- **Exercise**:
Below are records; copy every line among them that contains the word "events".

_ _ _ _ _ _ _

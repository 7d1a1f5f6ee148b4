//! # Permission Sessions
//!
//! A session groups the permissions taking part in one or more credential
//! exchanges under a caller-chosen id. The first call creates it and makes
//! the caller its controller; later calls from the controller append one
//! authorization each.
//!
//! Every appended authorization settles the fees it implies: verification
//! fees when a verifier is involved, issuance fees otherwise, paid by the
//! caller to the beneficiaries the resolver returns.

use verana_core::{Address, PermissionId, Timestamp, ValidationError};

use crate::beneficiary::find_beneficiaries;
use crate::error::PermError;
use crate::events::{self, Event};
use crate::host::Host;
use crate::keeper::Keeper;
use crate::msgs::{MsgCreateOrUpdatePermissionSession, MsgResponse};
use crate::settlement::{self, FeeKind, Payer, SettlementRequest};
use crate::store::PermissionStore;
use crate::types::{PermissionSession, PermissionType, SessionAuthz};

/// Load a session participant and check its type and that it can act now.
fn participant(
    store: &PermissionStore,
    id: PermissionId,
    expected: PermissionType,
    now: Timestamp,
) -> Result<(), PermError> {
    let perm = store.require(id)?;
    if perm.perm_type != expected {
        return Err(PermError::InvalidPermissionType {
            id,
            found: perm.perm_type,
            expected,
        });
    }
    if let Some(reason) = perm.inactive_reason(now) {
        return Err(PermError::PermissionNotActive {
            id,
            reason: reason.to_string(),
        });
    }
    Ok(())
}

impl<H: Host> Keeper<H> {
    pub(crate) fn create_or_update_permission_session(
        &mut self,
        msg: MsgCreateOrUpdatePermissionSession,
        now: Timestamp,
    ) -> Result<MsgResponse, PermError> {
        let issuer = PermissionId::from_wire(msg.issuer_perm_id);
        let verifier = PermissionId::from_wire(msg.verifier_perm_id);
        let wallet_agent = PermissionId::from_wire(msg.wallet_agent_perm_id);
        let agent = PermissionId::from_wire(msg.agent_perm_id)
            .ok_or(ValidationError::MissingField("agent_perm_id"))?;

        for (id, expected) in [
            (issuer, PermissionType::Issuer),
            (verifier, PermissionType::Verifier),
            (Some(agent), PermissionType::Issuer),
            (wallet_agent, PermissionType::Issuer),
        ] {
            if let Some(id) = id {
                participant(&self.store, id, expected, now)?;
            }
        }

        let authz = SessionAuthz {
            executor_perm_id: issuer,
            beneficiary_perm_id: verifier,
            wallet_agent_perm_id: wallet_agent,
        };

        let mut session = match self.store.session(&msg.id) {
            Some(existing) => {
                if existing.controller != msg.creator {
                    return Err(PermError::Unauthorized {
                        caller: msg.creator,
                        action: "update this permission session",
                    });
                }
                if existing.contains(&authz) {
                    return Err(PermError::DuplicateAuthorization {
                        session_id: msg.id,
                    });
                }
                existing.clone()
            }
            None => PermissionSession {
                id: msg.id.clone(),
                controller: msg.creator.clone(),
                agent_perm_id: agent,
                created: now,
                modified: now,
                authz: Vec::new(),
            },
        };

        self.settle_session_fees(&msg.creator, issuer, verifier)?;

        session.authz.push(authz);
        session.modified = now;
        let authz_count = session.authz.len();
        self.store.put_session(session);

        self.emit(
            Event::new(events::EVENT_CREATE_OR_UPDATE_PERMISSION_SESSION)
                .attr(events::ATTR_SESSION_ID, &msg.id)
                .attr(events::ATTR_CREATOR, &msg.creator)
                .attr(
                    events::ATTR_EXECUTOR_PERM_ID,
                    issuer.map(|id| id.to_string()).unwrap_or_default(),
                )
                .attr(
                    events::ATTR_BENEFICIARY_PERM_ID,
                    verifier.map(|id| id.to_string()).unwrap_or_default(),
                ),
        );
        tracing::info!(session_id = %msg.id, authz_count, "permission session updated");
        Ok(MsgResponse::SessionUpdated {
            id: msg.id,
            authz_count,
        })
    }

    /// Resolve beneficiaries for the exchange and pay them from `payer`.
    fn settle_session_fees(
        &mut self,
        payer: &Address,
        issuer: Option<PermissionId>,
        verifier: Option<PermissionId>,
    ) -> Result<(), PermError> {
        let beneficiaries = find_beneficiaries(
            &self.store,
            &self.host,
            issuer,
            verifier,
            self.params.max_validator_chain_depth,
        )?;
        let (kind, executor) = match verifier {
            Some(v) => (FeeKind::Verification, Some(v)),
            None => (FeeKind::Issuance, issuer),
        };

        let price = self.host.trust_unit_price();
        let required = settlement::required_amount(&beneficiaries, kind, price)?;
        let available = self.host.spendable_balance(payer, &self.params.bond_denom);
        if available < required {
            return Err(PermError::InsufficientFunds {
                account: payer.clone(),
                required,
                available,
            });
        }

        let req = SettlementRequest {
            kind,
            payer: Payer::Account(payer.clone()),
            executor,
            trust_unit_price: price,
            trust_deposit_rate: self.params.trust_deposit_rate,
            denom: &self.params.bond_denom,
            module_account: &self.params.module_account,
        };
        let receipt = settlement::settle(&mut self.store, &mut self.host, &req, &beneficiaries)?;

        self.events.extend(
            receipt
                .lines
                .iter()
                .map(|line| settlement::settle_event(line, kind, executor)),
        );
        tracing::debug!(
            kind = %kind,
            lines = receipt.lines.len(),
            charged = receipt.total_charged(),
            direct = receipt.total_direct(),
            trust_deposit = receipt.total_trust_deposit(),
            "session fees settled"
        );
        Ok(())
    }
}
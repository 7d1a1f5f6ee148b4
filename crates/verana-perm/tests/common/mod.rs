//! Shared fixture for the keeper integration tests: one trust registry, one
//! credential schema, funded accounts and a controllable block clock.

#![allow(dead_code)]

use verana_core::{Address, CountryCode, Did, PermissionId, Rate, Timestamp};
use verana_perm::mock::MockHost;
use verana_perm::msgs::{
    MsgCreatePermission, MsgCreateRootPermission, MsgSetPermissionVpToValidated,
    MsgStartPermissionVp,
};
use verana_perm::{
    BlockContext, CredentialSchemaInfo, Keeper, Msg, MsgResponse, PermError, PermManagementMode,
    PermParams, Permission, PermissionType, TrustRegistryInfo,
};

pub const SCHEMA_ID: u64 = 1;
pub const TR_ID: u64 = 1;
pub const FUNDING: u64 = 1_000_000;
pub const T0: &str = "2026-01-01T00:00:00Z";

pub fn addr(s: &str) -> Address {
    Address::new(s).unwrap()
}

pub fn ts(s: &str) -> Timestamp {
    Timestamp::parse(s).unwrap()
}

pub fn did(s: &str) -> Did {
    Did::new(format!("did:example:{s}")).unwrap()
}

pub fn country(s: &str) -> CountryCode {
    CountryCode::new(s).unwrap()
}

pub fn controller() -> Address {
    addr("verana1cccccccc")
}
pub fn grantor() -> Address {
    addr("verana1gggggggg")
}
pub fn issuer() -> Address {
    addr("verana1ssssssss")
}
pub fn verifier() -> Address {
    addr("verana1vvvvvvvv")
}
pub fn holder() -> Address {
    addr("verana1hhhhhhhh")
}
pub fn agent() -> Address {
    addr("verana1aaaaaaaa")
}
pub fn outsider() -> Address {
    addr("verana1wwwwwwww")
}
pub fn governance() -> Address {
    addr("verana1mmmmmmmm")
}

/// Schema with two-year issuer and verifier validity and one-year grantor
/// validity.
pub fn schema(issuer_mode: PermManagementMode, verifier_mode: PermManagementMode) -> CredentialSchemaInfo {
    CredentialSchemaInfo {
        id: SCHEMA_ID,
        tr_id: TR_ID,
        issuer_perm_management_mode: issuer_mode,
        verifier_perm_management_mode: verifier_mode,
        issuer_grantor_validation_validity_period: 365,
        verifier_grantor_validation_validity_period: 365,
        issuer_validation_validity_period: 730,
        verifier_validation_validity_period: 730,
        holder_validation_validity_period: 0,
    }
}

/// Route engine logs to the test writer. `RUST_LOG=verana_perm=debug` shows
/// settlement lines.
pub fn init_tracing() {
    let _ = tracing_subscriber::fmt()
        .with_env_filter(tracing_subscriber::EnvFilter::from_default_env())
        .with_test_writer()
        .try_init();
}

pub struct Fixture {
    pub keeper: Keeper<MockHost>,
    pub height: u64,
    pub now: Timestamp,
}

impl Fixture {
    pub fn new(issuer_mode: PermManagementMode, verifier_mode: PermManagementMode) -> Self {
        Self::with_params(issuer_mode, verifier_mode, PermParams::default(), 1)
    }

    pub fn with_params(
        issuer_mode: PermManagementMode,
        verifier_mode: PermManagementMode,
        params: PermParams,
        trust_unit_price: u64,
    ) -> Self {
        init_tracing();
        let mut host = MockHost::new(params.bond_denom.clone(), trust_unit_price)
            .with_schema(schema(issuer_mode, verifier_mode))
            .with_registry(TrustRegistryInfo {
                id: TR_ID,
                controller: controller(),
            });
        for who in [controller(), grantor(), issuer(), verifier(), holder(), agent(), outsider()] {
            host.fund(&who, FUNDING);
        }
        Self {
            keeper: Keeper::new(host, params, governance()).unwrap(),
            height: 0,
            now: ts(T0),
        }
    }

    pub fn with_rate(mut self, rate: &str) -> Self {
        let mut params = self.keeper.params().clone();
        params.trust_deposit_rate = Rate::parse(rate).unwrap();
        let msg = Msg::UpdateParams(verana_perm::msgs::MsgUpdateParams {
            authority: governance(),
            params,
        });
        self.deliver(msg).unwrap();
        self
    }

    pub fn advance_days(&mut self, days: u32) {
        self.now = self.now.checked_add_days(days).unwrap();
    }

    pub fn deliver(&mut self, msg: Msg) -> Result<MsgResponse, PermError> {
        self.height += 1;
        self.keeper
            .deliver(&BlockContext::new(self.height, self.now), msg)
    }

    pub fn perm(&self, id: PermissionId) -> Permission {
        self.keeper.get_permission(id.get()).unwrap().clone()
    }

    pub fn host(&self) -> &MockHost {
        self.keeper.host()
    }

    /// ECOSYSTEM root owned by the registry controller.
    pub fn create_root(&mut self, validation: u64, issuance: u64, verification: u64) -> PermissionId {
        let msg = Msg::CreateRootPermission(MsgCreateRootPermission {
            creator: controller(),
            schema_id: SCHEMA_ID,
            did: did("ecosystem"),
            country: None,
            effective_from: None,
            effective_until: None,
            validation_fees: validation,
            issuance_fees: issuance,
            verification_fees: verification,
        });
        created(self.deliver(msg).unwrap())
    }

    /// Self-created ISSUER or VERIFIER permission under an OPEN schema.
    pub fn create_open(&mut self, who: &Address, perm_type: PermissionType, verification_fees: u64) -> PermissionId {
        let msg = Msg::CreatePermission(MsgCreatePermission {
            creator: who.clone(),
            schema_id: SCHEMA_ID,
            perm_type,
            did: did(who.as_str().trim_start_matches("verana1")),
            country: None,
            effective_from: None,
            effective_until: None,
            verification_fees,
        });
        created(self.deliver(msg).unwrap())
    }

    pub fn start(
        &mut self,
        who: &Address,
        perm_type: PermissionType,
        validator: PermissionId,
        country: Option<CountryCode>,
    ) -> Result<PermissionId, PermError> {
        let msg = Msg::StartPermissionVp(MsgStartPermissionVp {
            creator: who.clone(),
            perm_type,
            validator_perm_id: validator.get(),
            did: did(who.as_str().trim_start_matches("verana1")),
            country,
        });
        self.deliver(msg).map(created)
    }

    pub fn validate(
        &mut self,
        validator: &Address,
        id: PermissionId,
        fees: (u64, u64, u64),
        effective_until: Option<Timestamp>,
        country: Option<CountryCode>,
    ) -> Result<MsgResponse, PermError> {
        self.deliver(validate_msg(validator, id, fees, effective_until, country))
    }

    /// Root → validated applicant in one go. Returns the applicant id.
    pub fn validated(
        &mut self,
        validator_grantee: &Address,
        validator: PermissionId,
        who: &Address,
        perm_type: PermissionType,
        fees: (u64, u64, u64),
    ) -> PermissionId {
        let id = self.start(who, perm_type, validator, None).unwrap();
        self.validate(validator_grantee, id, fees, None, None).unwrap();
        id
    }
}

pub fn validate_msg(
    validator: &Address,
    id: PermissionId,
    fees: (u64, u64, u64),
    effective_until: Option<Timestamp>,
    country: Option<CountryCode>,
) -> Msg {
    Msg::SetPermissionVpToValidated(MsgSetPermissionVpToValidated {
        creator: validator.clone(),
        id: id.get(),
        effective_until,
        validation_fees: fees.0,
        issuance_fees: fees.1,
        verification_fees: fees.2,
        country,
        issuance_fee_discount: Rate::ZERO,
        verification_fee_discount: Rate::ZERO,
        vp_summary_digest_sri: None,
    })
}

pub fn created(resp: MsgResponse) -> PermissionId {
    match resp {
        MsgResponse::PermissionCreated(id) => id,
        other => panic!("expected a created permission, got {other:?}"),
    }
}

_ _ _ _ _ _ _

- **Result of this task**:
use crate::events::{self, Event};
            Event::new(events::EVENT_CREATE_OR_UPDATE_PERMISSION_SESSION)
                .attr(events::ATTR_SESSION_ID, &msg.id)
                .attr(events::ATTR_CREATOR, &msg.creator)
                    events::ATTR_EXECUTOR_PERM_ID,
                    events::ATTR_BENEFICIARY_PERM_ID,
        self.events.extend(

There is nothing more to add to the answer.